Rick Perry’s rightward shuffle on abortion was noted in yesterday’s news, and now today we have this:
[N]ew, more pointed religious references reflect how campaigns are scrambling for support among evangelicals who are still divided over whom to support as the caucuses near.“At this point in the game, the candidates in the G.O.P. primary don’t have the time or the money for subtlety,” said Mark McKinnon, a Republican media strategist. “They will light a fire and stand by a burning bush in order to send a signal to evangelicals, ‘I’m one of you, vote for me.’ ”
….what is different this year, media strategists and analysts said, is the extent to which the candidates are distributing such unambiguously religious messages so widely.

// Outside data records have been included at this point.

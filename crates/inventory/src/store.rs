use std::sync::Arc;

use async_trait::async_trait;
use common::{ProductId, Quantity};

use crate::{NewProduct, Product, Result};

/// Outcome of a conditional stock decrement.
#[derive(Debug, Clone, PartialEq, Eq)]
pub enum Reservation {
    /// Stock was decremented. Carries the product as it is after the decrement.
    Reserved(Product),
    /// The product exists but holds fewer units than requested. Nothing changed.
    InsufficientStock,
    /// No product with that id exists.
    NotFound,
}

impl Reservation {
    pub fn is_reserved(&self) -> bool {
        matches!(self, Reservation::Reserved(_))
    }

    /// Remaining stock after a successful reservation.
    pub fn new_quantity(&self) -> Option<u32> {
        match self {
            Reservation::Reserved(product) => Some(product.quantity),
            _ => None,
        }
    }

    /// Short label used for metrics and logs.
    pub fn label(&self) -> &'static str {
        match self {
            Reservation::Reserved(_) => "reserved",
            Reservation::InsufficientStock => "insufficient_stock",
            Reservation::NotFound => "not_found",
        }
    }
}

/// Authoritative store of per-product available quantity.
///
/// All implementations must be thread-safe (Send + Sync) and must implement
/// [`InventoryStore::try_reserve`] as one indivisible compare-and-decrement:
/// under any number of concurrent callers the total reserved quantity never
/// exceeds the stock present when the window opened.
#[async_trait]
pub trait InventoryStore: Send + Sync {
    /// Decrements the product's quantity by `quantity` if and only if at least
    /// that many units are available.
    async fn try_reserve(&self, id: ProductId, quantity: Quantity) -> Result<Reservation>;

    /// Loads a product by its storage key.
    async fn get(&self, id: ProductId) -> Result<Option<Product>>;

    /// Finds a product whose name matches exactly, ignoring case and surrounding
    /// whitespace. When several match, the oldest one wins.
    async fn find_by_name(&self, name: &str) -> Result<Option<Product>>;

    /// Loads every product whose id is in `ids`. Unknown ids are skipped.
    async fn get_many(&self, ids: &[ProductId]) -> Result<Vec<Product>>;

    /// Stores a new catalog product.
    async fn insert(&self, product: NewProduct) -> Result<Product>;
}

// Shared handles (including `Arc<dyn InventoryStore>`) are stores too.
#[async_trait]
impl<T: InventoryStore + ?Sized> InventoryStore for Arc<T> {
    async fn try_reserve(&self, id: ProductId, quantity: Quantity) -> Result<Reservation> {
        (**self).try_reserve(id, quantity).await
    }

    async fn get(&self, id: ProductId) -> Result<Option<Product>> {
        (**self).get(id).await
    }

    async fn find_by_name(&self, name: &str) -> Result<Option<Product>> {
        (**self).find_by_name(name).await
    }

    async fn get_many(&self, ids: &[ProductId]) -> Result<Vec<Product>> {
        (**self).get_many(ids).await
    }

    async fn insert(&self, product: NewProduct) -> Result<Product> {
        (**self).insert(product).await
    }
}

pub(crate) fn record_reservation(id: ProductId, quantity: Quantity, outcome: &Reservation) {
    metrics::counter!("inventory_reservations_total", "outcome" => outcome.label()).increment(1);
    tracing::debug!(
        product_id = %id,
        quantity = quantity.get(),
        outcome = outcome.label(),
        remaining = outcome.new_quantity(),
        "reservation attempted"
    );
}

Your blogger for today lives in Iowa – in Sioux City, in fact, site of the most recent and final GOP debate prior to caucusing – where electoral gamesmanship is pervasive, overt, and, it’s fair to say, already very ugly. But you have to wonder how the appropriation of such an in-your-face hard line on religion will play outside the Midwest. Then again, you also might wonder for how many of the present slate of candidates it will even matter.





Good speakers have frequently used Biblical allusions though in this present scripturally illiterate age I’m not sure they have the effectiveness they once did.
What bothers me are those who wear their Christianity on their sleeve and yet advocate denying people food, shelter and medical care because, it is implied, they are too lazy to work for it, or who appeal to bigotry against women, gays, non-whites, and non-Christians or who want to allow pollution of our air and water, aka, deregulating industry.
Perhaps that’s what being a Republican means, but if that’s being a Christian, I want no part of it nor them.